Institute for Criminal Justice Reform (ICJR) executive director Erasmus Napitupulu said the jump in death sentences was disconcerting, because it seemed that lower court judges were at ease with doling out the most severe kind of punishment.

This has led critics like him to believe that the courts might have rushed through the legal process.

“The increase in verdicts may have occurred because convicts were subject to an unfair trial or weren’t given access to legal assistance,” Erasmus said during a virtual press conference on Tuesday.

Several contentious precedents could support his allegations.

In 2013, then-16-year-old Yusman Telaumbanua was sentenced to death by judges at the Gunungsitoli Court in North Sumatra for three counts of homicide.

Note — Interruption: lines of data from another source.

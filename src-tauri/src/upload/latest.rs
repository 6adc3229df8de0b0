//! The "current upload" slot behind the upload window.
//!
//! Every upload takes a ticket when it starts. Only the holder of the newest
//! ticket may publish into the slot, so an older upload that finishes late
//! can't replace the one the window is showing.

use std::sync::atomic::{AtomicU64, Ordering};
use tokio::sync::{Mutex, MutexGuard};

/// Identifies one started upload.
#[derive(Debug, Clone, Copy, PartialEq, Eq)]
pub struct Ticket(u64);

pub struct LatestUpload<T> {
    newest: AtomicU64,
    slot: Mutex<Option<T>>,
}

impl<T> Default for LatestUpload<T> {
    fn default() -> Self {
        Self {
            newest: AtomicU64::new(0),
            slot: Mutex::new(None),
        }
    }
}

impl<T> LatestUpload<T> {
    pub fn new() -> Self {
        Self::default()
    }

    /// Starts a new upload: older tickets go stale and the slot is cleared.
    pub async fn begin(&self) -> Ticket {
        let ticket = Ticket(self.newest.fetch_add(1, Ordering::SeqCst) + 1);
        self.slot.lock().await.take();
        ticket
    }

    pub fn is_current(&self, ticket: Ticket) -> bool {
        self.newest.load(Ordering::SeqCst) == ticket.0
    }

    /// Publishes a finished upload. Returns `false` and drops `value` when a
    /// newer upload has started in the meantime.
    pub async fn finish(&self, ticket: Ticket, value: T) -> bool {
        let mut slot = self.slot.lock().await;
        if !self.is_current(ticket) {
            return false;
        }
        *slot = Some(value);
        true
    }

    pub async fn lock(&self) -> MutexGuard<'_, Option<T>> {
        self.slot.lock().await
    }

    /// Blocking variant of [`LatestUpload::lock`] for use off the runtime.
    pub fn blocking_lock(&self) -> MutexGuard<'_, Option<T>> {
        self.slot.blocking_lock()
    }

    /// Empties the slot and makes every running upload stale.
    pub async fn reset(&self) {
        self.newest.fetch_add(1, Ordering::SeqCst);
        self.slot.lock().await.take();
    }
}
//! Where the upload window goes: top-right corner of the work area.
//!
//! Pure geometry so it can be tested without a display. The desktop shell
//! feeds it the monitor's work area in physical pixels.

/// Gap between the window and the screen edges.
pub const WINDOW_MARGIN: i32 = 20;
pub const WINDOW_MIN_WIDTH: u32 = 500;
pub const WINDOW_MAX_HEIGHT: u32 = 80;

/// A screen's usable area in physical pixels.
#[derive(Debug, Clone, Copy, PartialEq, Eq)]
pub struct ScreenArea {
    pub x: i32,
    pub y: i32,
    pub width: u32,
    pub height: u32,
}

/// Top-left corner for a window of `window_width` pinned to the top-right of
/// `area`. A window wider than the area is pinned to its left edge instead.
pub fn top_right_position(area: ScreenArea, window_width: u32) -> (i32, i32) {
    let right = area.x + area.width as i32;
    let x = (right - window_width as i32 - WINDOW_MARGIN).max(area.x);
    let y = area.y + WINDOW_MARGIN;
    (x, y)
}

The case caught the attention of the Commission for Missing Persons and Victims of Violence (Kontras), which argued that Yusman was undeserving of the death penalty because he was still a minor.

The teen was exonerated after Kontras filed a case review with the Supreme Court that was granted. Yusman left Gunungsitoli prison in 2017 after his sentence was commuted.

Pakistani drug convict Zulfiqar Ali was not as fortunate.

Ali was handed the death sentence in 2005 in what observers called an unfair trial that saw him go to court without legal counsel. He passed away in jail in 2018 after struggling with an undisclosed illness and before he was due to be executed.

With such examples of questionable decisions passed in the lower courts, Erasmus said, he feared that some of these judges might have been emboldened to repeat such mistakes in 2019, and called on them to revisit the principle of fairness.

“Reassessing those verdicts will increase public faith in the country’s justice system,” he said.

In addition to making hasty decisions in court, judges were also accused of violating the “right to life” principle stipulated in Article 14 of the United Nations International Covenant on Civil and Political Rights, which Indonesia ratified in 2005.

Erasmus also questioned the tendency to dole out such hefty sentences, even as there continues to be little proof that capital punishment was effective in deterring crime.

The number of drug-related crimes in Indonesia has increased over time, despite the fact that most death sentences were meted against drug convicts, according to Statistics Indonesia (BPS). Based on 2019 BPS data, the number of drug-related crimes in the country increased from 19,280 cases in 2014 to 39,588 cases in 2018.

“Based just on those facts, I don’t think that doling out death sentences is still appropriate in this country,” the ICJR leader said.

Many countries have abandoned such practices, albeit gradually, said Justitia Veda, a campaigner at Amnesty International Indonesia.

According to the AI report, the number of capital punishment verdicts globally declined 8.8 percent from 2,531 cases in 2018 to 2,307 in 2019.

Justitia said she failed to comprehend why Indonesian judges seemed eager to hand out more death sentences amidst the declining global trend, especially when the option is limited only to those who commit serious felonies.

Supreme Court spokesman Abdullah rejected claims that lower court judges were doling out unfair sentences to convicts, arguing that they were bound to a strict ethics code and were expected to uphold fairness any decision.

Capital punishment, he added, would remain available for them to use so long as it is stipulated in the country’s prevailing laws.

Currently, there are 13 laws that allow judges to mete out death sentences, including the Criminal Code, the 2003 Terrorism Law and the 2009 Narcotics Law.

“If convicts are dissatisfied with their verdicts, they can file for a case review with the Supreme Court so the justices there may commute their sentences,” Abdullah told The Jakarta Post on Tuesday.

“All legal proceedings have their own processes that the public must abide by.”